You’ve taken your pregnancy test, booked your first scan, and started folic acid. But has anyone tested your thyroid levels?
At Flowrence, we routinely screen thyroid function in the first trimester and in many cases, it’s the first time a woman finds out she has a thyroid imbalance.
Left untreated, it can impact the baby’s growth, brain development, and even lead to miscarriage or premature delivery. That’s why we say: your thyroid deserves as much attention as your baby bump.
What does the thyroid do?
The thyroid is a small gland in your neck that produces hormones to regulate your metabolism how your body uses energy.
During pregnancy, your thyroid needs to work harder to support both you and the growing baby.
If it doesn’t, it leads to one of two problems:
- Hypothyroidism – underactive thyroid (more common)
- Hyperthyroidism – overactive thyroid (less common)
Both can affect your pregnancy if not managed early.
Why is this so important during pregnancy?
The baby’s brain and nervous system start developing within the first 6 weeks and until 12 weeks, your baby relies entirely on your thyroid hormones.
Low levels of these hormones can lead to:
- Delayed brain development
- Low birth weight
- Increased risk of stillbirth or miscarriage
- Elevated blood pressure in the mother
- Preterm labour
That’s why our top gynecologist in Rajkot always includes thyroid testing in the first antenatal blood work panel no matter the mother’s past history.
Signs you might miss
Many symptoms of thyroid problems overlap with pregnancy. That’s what makes detection tricky without testing.
What to watch for:
If underactive (hypothyroid):
- Unusual fatigue
- Dry skin
- Hair thinning
- Weight gain beyond expected
- Feeling cold despite the weather
If overactive (hyperthyroid):
- Unexplained weight loss
- Rapid heartbeat
- Heat intolerance
- Excessive anxiety or irritability
- Muscle weakness
These symptoms should be discussed with your doctor in Rajkot early especially if they’re intense or out of pattern.
What’s the treatment?
Most thyroid issues in pregnancy are managed with medication usually levothyroxine for hypothyroidism. The dose is tailored based on regular blood tests (TSH and Free T4), which we monitor every 4–6 weeks.
Hyperthyroidism may require anti-thyroid medications, but is less common and closely monitored by a physician. The key is to treat early, monitor regularly, and adjust as needed.
What else can help?
- Take your thyroid medicine on an empty stomach, ideally 30 minutes before food
- Don’t take iron or calcium supplements at the same time they interfere with absorption
- Eat a balanced diet rich in iodine, selenium, and zinc (under medical guidance)

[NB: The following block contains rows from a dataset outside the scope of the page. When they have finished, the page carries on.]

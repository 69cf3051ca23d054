//! API error types.
//!
//! Every error renders as a JSON body `{"message": "..."}` with the status
//! code of its variant.

use asset_tracker_core::TrackerError;
use axum::http::StatusCode;
use axum::response::{IntoResponse, Response};
use axum::Json;
use serde::{Deserialize, Serialize};
use thiserror::Error;

#[derive(Error, Debug)]
pub enum ApiError {
    /// No tracking record matches the requested key
    #[error("{0}")]
    NotFound(String),

    /// The record is not in a state that allows the change
    #[error("{0}")]
    Conflict(String),

    /// The conditional write did not update exactly one row
    #[error("{0}")]
    UpdateFailed(String),

    /// A storage row did not have the expected shape
    #[error("{0}")]
    Validation(String),

    /// Storage answered a read with a failure message instead of rows
    #[error("{0}")]
    StorageReported(String),

    /// Storage answered a write with a malformed or failed response
    #[error("Storage error: {0}")]
    Storage(String),

    #[error("{0}")]
    Unexpected(String),
}

impl ApiError {
    pub const fn error_type(&self) -> &'static str {
        match self {
            Self::NotFound(_) => "not_found",
            Self::Conflict(_) => "conflict",
            Self::UpdateFailed(_) => "update_failed",
            Self::Validation(_) => "validation",
            Self::StorageReported(_) => "storage_reported",
            Self::Storage(_) => "storage",
            Self::Unexpected(_) => "unexpected",
        }
    }

    pub const fn status_code(&self) -> StatusCode {
        match self {
            Self::NotFound(_) => StatusCode::NOT_FOUND,
            Self::Conflict(_)
            | Self::UpdateFailed(_)
            | Self::Validation(_)
            | Self::StorageReported(_) => StatusCode::BAD_REQUEST,
            Self::Storage(_) | Self::Unexpected(_) => StatusCode::INTERNAL_SERVER_ERROR,
        }
    }
}

impl From<TrackerError> for ApiError {
    fn from(err: TrackerError) -> Self {
        match err {
            TrackerError::ValidationError(message) => Self::Validation(message),
            other => Self::Unexpected(other.to_string()),
        }
    }
}

/// Error response body
#[derive(Debug, Serialize, Deserialize)]
pub struct ErrorResponse {
    pub message: String,
}

impl IntoResponse for ApiError {
    fn into_response(self) -> Response {
        let status = self.status_code();
        if status.is_server_error() {
            tracing::error!(error_type = self.error_type(), error = %self, "Request failed");
        } else {
            tracing::debug!(error_type = self.error_type(), error = %self, "Request rejected");
        }

        (
            status,
            Json(ErrorResponse {
                message: self.to_string(),
            }),
        )
            .into_response()
    }
}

- Stay consistent with follow-ups every trimester counts
At our pregnancy care hospital in Rajkot, we track thyroid levels through all stages of pregnancy not just once. Because hormones change, and so do your body’s needs.
Final Word
Thyroid problems are common. They’re manageable. But they’re also easy to miss if not tested early.
Don’t let something so important go unchecked. One simple blood test could make all the difference.